The Village at the Keystone Resort
Colorado Software Summit
Java and XML Programming Conference
October 26 – 31, 2003
Keystone Conference Center


Simon Nash – IBM UK Ltd.

Developing Interoperable Web Services for the Enterprise

As Web services move from the technology phase to the adoption phase, enterprise qualities of service and interoperability between different vendors' implementations are increasingly seen as critical requirements in order for the vision of widespread deployment of Web services to be achieved. This talk describes the standards that make up the essential Web services stack (WSDL, SOAP and UDDI) as well as other specifications such as JAX-RPC, JSR 109, and WS-Security that provide the enterprise qualities of service needed for mission-critical applications.

We will also look at the specifications, samples and tools being developed by the Web Services Interoperability Organization (WS-I) and show how these can help you create Web services that are interoperable with a wide variety of vendor platforms. This session is structured as a hands-on guide to developing Web services applications. It includes code examples and demonstrations of building and running enterprise-quality Web services, and also shows interoperability with other platforms including Microsoft .NET.

A Metadata Facility for Java

Metadata annotations in Java source files enable programmers and tools to add descriptive information to a Java program for later processing by tools or at runtime. Xdoclet is a popular example of this approach, with a syntax for defining metadata inside javadoc comments, a general-purpose engine for processing these definitions at build time, and metadata tags to simplify defining EJBs, Web applications, JavaBeans, Struts applications, and more.

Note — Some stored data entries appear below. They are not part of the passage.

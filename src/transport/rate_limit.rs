//! Client-side request throttling
//!
//! A token bucket from the `governor` crate, shared by every request a
//! transport sends, so that concurrent logical requests together stay
//! under the configured rate.

use governor::clock::DefaultClock;
use governor::state::{InMemoryState, NotKeyed};
use governor::{Quota, RateLimiter};
use serde::{Deserialize, Serialize};
use std::num::NonZeroU32;
use std::sync::Arc;

/// Token bucket settings
#[derive(Debug, Clone, PartialEq, Eq, Serialize, Deserialize)]
#[serde(deny_unknown_fields)]
pub struct RateLimit {
    /// Sustained requests per second
    pub per_second: u32,
    /// Requests allowed back to back before throttling starts
    #[serde(default = "default_burst")]
    pub burst: u32,
}

fn default_burst() -> u32 {
    1
}

impl Default for RateLimit {
    fn default() -> Self {
        Self {
            per_second: 10,
            burst: default_burst(),
        }
    }
}

impl RateLimit {
    /// `per_second` requests per second with bursts of `burst`
    pub fn new(per_second: u32, burst: u32) -> Self {
        Self { per_second, burst }
    }

    fn quota(&self) -> Quota {
        // zero would stall forever; clamp to one
        let clamp = |n: u32| NonZeroU32::new(n).unwrap_or(NonZeroU32::MIN);
        Quota::per_second(clamp(self.per_second)).allow_burst(clamp(self.burst))
    }
}

/// Cloneable handle to one token bucket
#[derive(Clone)]
pub struct Throttle {
    bucket: Arc<RateLimiter<NotKeyed, InMemoryState, DefaultClock>>,
}

impl Throttle {
    /// A fresh, full bucket
    pub fn new(limit: &RateLimit) -> Self {
        Self {
            bucket: Arc::new(RateLimiter::direct(limit.quota())),
        }
    }

    /// Wait for a token
    pub async fn wait(&self) {
        self.bucket.until_ready().await;
    }

    /// Take a token if one is available right now
    pub fn try_take(&self) -> bool {
        self.bucket.check().is_ok()
    }
}

impl std::fmt::Debug for Throttle {
    fn fmt(&self, f: &mut std::fmt::Formatter<'_>) -> std::fmt::Result {
        f.debug_struct("Throttle").finish_non_exhaustive()
    }
}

Xdoclet has been very popular, but it has its limitations and work is in progress to fully integrate metadata definitions and annotations into the Java platform as part of J2SE 1.5. JSR 175 defines a general-purpose facility for defining metadata and attaching metadata annotations to Java program elements such as classes, methods, and fields, and JSR 181 uses this facility to define metadata for Web services. Taken together, these two JSRs make it easier for Java developers to create Web services by allowing deployment information to be specified directly within the source code instead of in separate files or as options on generation tools. This is just one use of the Java metadata facility, which has been designed to be as general and extensible as possible.

This talk shows you how to use the Java metadata facility to define metadata attributes and create annotations, with examples of how these facilities can be used in a variety of different kinds of Java applications.

Picture of Simon Nash

Simon Nash is an IBM Distinguished Engineer, and IBM's Chief Technical Officer for Java Technology. His current focus is on making the Java platform easier to use for developers of enterprise middleware and Web services. He leads the IBM WebSphere SDK for Web Services, which is an integrated entry-level developer kit for Java-based Web services, and he is IBM's representative on the Expert Groups for JSR 175 (a metadata facility for Java) and JSR 181 (Web services metadata for Java).

Simon has spoken at Colorado Software Summit in previous years on RMI and CORBA. He created RMI-IIOP which brings together the Java RMI and CORBA distributed object systems and has become a successful and important industry standard as well as a vital component of J2EE and all Java application servers. Simon is an IBM Distinguished Engineer and a member of the IBM Academy of Technology, and he chairs the Object Management Group's Java to IDL Revision Task Force.